In 1863 Lt. Colonel Hodges was made the Chief Quartermaster of the Army of the Cumberland, reporting to Major General Rosecrans, and participating in the Battle of Chickamauga from September 19–20, 1863. Two days earlier, Hodges had been requested by Secretary of War Edwin M. Stanton to secure 2,000 horses for the cavalry, which he accomplished. Hodges then built supply depots for General Sherman's march through the South. After the Civil War, Hodges was often utilized to reconcile various claims for goods and services incurred during the war by Union troops.
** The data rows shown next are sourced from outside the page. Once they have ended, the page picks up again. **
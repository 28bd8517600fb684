//! Quellbild-Slot mit asynchronem Laden im Hintergrund-Thread.

use crate::core::SourceImage;
use crate::shared::WarpOptions;
use anyhow::anyhow;
use std::sync::mpsc::{self, Receiver, TryRecvError};
use std::sync::Arc;

/// Laufender Ladevorgang.
#[derive(Debug)]
struct PendingLoad {
    url: String,
    receiver: Receiver<anyhow::Result<SourceImage>>,
}

/// Ergebnis eines abgeschlossenen Ladevorgangs.
#[derive(Debug)]
pub enum ImageLoadEvent {
    /// Neues Bild übernommen
    Loaded {
        /// Herkunft
        url: String,
        /// Breite in Pixeln
        width: u32,
        /// Höhe in Pixeln
        height: u32,
    },
    /// Laden fehlgeschlagen, bisheriges Bild bleibt aktiv
    Failed {
        /// Herkunft
        url: String,
        /// Fehlerbeschreibung
        error: anyhow::Error,
    },
}

/// Aktuelles Quellbild plus optional laufender Ladevorgang.
///
/// Während ein Bild lädt, gilt der Slot als nicht bereit (Exporte warten).
#[derive(Debug)]
pub struct ImageSlot {
    current: Arc<SourceImage>,
    pending: Option<PendingLoad>,
    revision: u64,
}

impl ImageSlot {
    /// Erstellt den Slot mit dem Platzhalterbild aus den Optionen.
    pub fn with_placeholder(options: &WarpOptions) -> Self {
        Self::with_image(SourceImage::placeholder(
            options.placeholder_size,
            options.placeholder_cells,
            options.placeholder_color_light,
            options.placeholder_color_dark,
        ))
    }

    /// Erstellt den Slot mit einem bereits geladenen Bild.
    pub fn with_image(image: SourceImage) -> Self {
        Self {
            current: Arc::new(image),
            pending: None,
            revision: 1,
        }
    }

    /// Zuletzt vollständig geladenes Bild (für die Vorschau).
    pub fn current(&self) -> &Arc<SourceImage> {
        &self.current
    }

    /// Bild für den Export; `None` solange ein neues Bild lädt.
    pub fn ready(&self) -> Option<Arc<SourceImage>> {
        match self.pending {
            Some(_) => None,
            None => Some(Arc::clone(&self.current)),
        }
    }

    /// Lädt gerade ein Bild?
    pub fn is_loading(&self) -> bool {
        self.pending.is_some()
    }

    /// URL des laufenden Ladevorgangs.
    pub fn loading_url(&self) -> Option<&str> {
        self.pending.as_ref().map(|p| p.url.as_str())
    }

    /// Wird bei jedem Bildwechsel erhöht.
    pub fn revision(&self) -> u64 {
        self.revision
    }

    /// Startet das Laden im Hintergrund. Ein vorheriger Ladevorgang wird verworfen.
    pub fn start_load(&mut self, url: &str) {
        let (sender, receiver) = mpsc::channel();
        let path = url.to_string();
        std::thread::spawn(move || {
            let result = SourceImage::load_from_file(&path);
            // Empfänger kann bereits verworfen sein (neuer Ladevorgang)
            let _ = sender.send(result);
        });
        log::info!("Lade Quellbild: {}", url);
        self.pending = Some(PendingLoad {
            url: url.to_string(),
            receiver,
        });
    }

    /// Prüft, ob der laufende Ladevorgang fertig ist (nicht blockierend).
    pub fn poll(&mut self) -> Option<ImageLoadEvent> {
        let pending = self.pending.as_ref()?;
        let result = match pending.receiver.try_recv() {
            Ok(result) => result,
            Err(TryRecvError::Empty) => return None,
            Err(TryRecvError::Disconnected) => Err(anyhow!("Lade-Thread beendet ohne Ergebnis")),
        };

        let url = pending.url.clone();
        self.pending = None;
        Some(self.finish(url, result))
    }

    /// Wartet blockierend auf den laufenden Ladevorgang.
    pub fn wait(&mut self) -> Option<ImageLoadEvent> {
        let pending = self.pending.take()?;
        let result = pending
            .receiver
            .recv()
            .unwrap_or_else(|_| Err(anyhow!("Lade-Thread beendet ohne Ergebnis")));
        Some(self.finish(pending.url, result))
    }

    fn finish(&mut self, url: String, result: anyhow::Result<SourceImage>) -> ImageLoadEvent {
        match result {
            Ok(image) => {
                let (width, height) = image.dimensions();
                self.current = Arc::new(image);
                self.revision += 1;
                ImageLoadEvent::Loaded { url, width, height }
            }
            Err(error) => ImageLoadEvent::Failed { url, error },
        }
    }
}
After the War, Colonel Hodges returned to the Northwest, serving as Quartermaster for the Department of Columbia, and at Fort Vancouver. Later he had quartermaster positions in Philadelphia, New York, Arizona, New Orleans, and Washington D.C. Colonel Hodges retired in 1895, moving to Buffalo, New York. On April 23, 1904, by an act of Congress, Hodges was promoted to Brigadier General for his service to his country.

==Private life==
While at Fort Vancouver the first time, Henry Hodges married Anna "Annie" Abernethy, who was the daughter of the first governor of the Oregon Territory, George Abernethy. They had two children, a daughter who died young, and a son, Henry Clay Hodges Jr. The son also went into the military. Major General Henry C. Hodges, Jr. served in the Spanish–American War and World War I.

Also while serving at Fort Vancouver, Hodges was an active member of the church leadership at St. Luke's Episcopal Church, working with both Rev. John D. McCarty and Rev. Albert S. Nicholson. Hodges and his wife Anna were at the St. Luke's consecration in 1860, which was the first in the Episcopal Missionary District of Washington Territory. As a Senior Warden on the Vestry, Hodges joined Joseph M. Fletcher, Louis Sohns, and other prominent local members as the incorporators of the second Episcopal church in the Washington Territory in 1868. Henry C. Hodges died on November 3, 1917, in Buffalo, New York. He is buried at the Arlington National Cemetery, in Arlington, Virginia.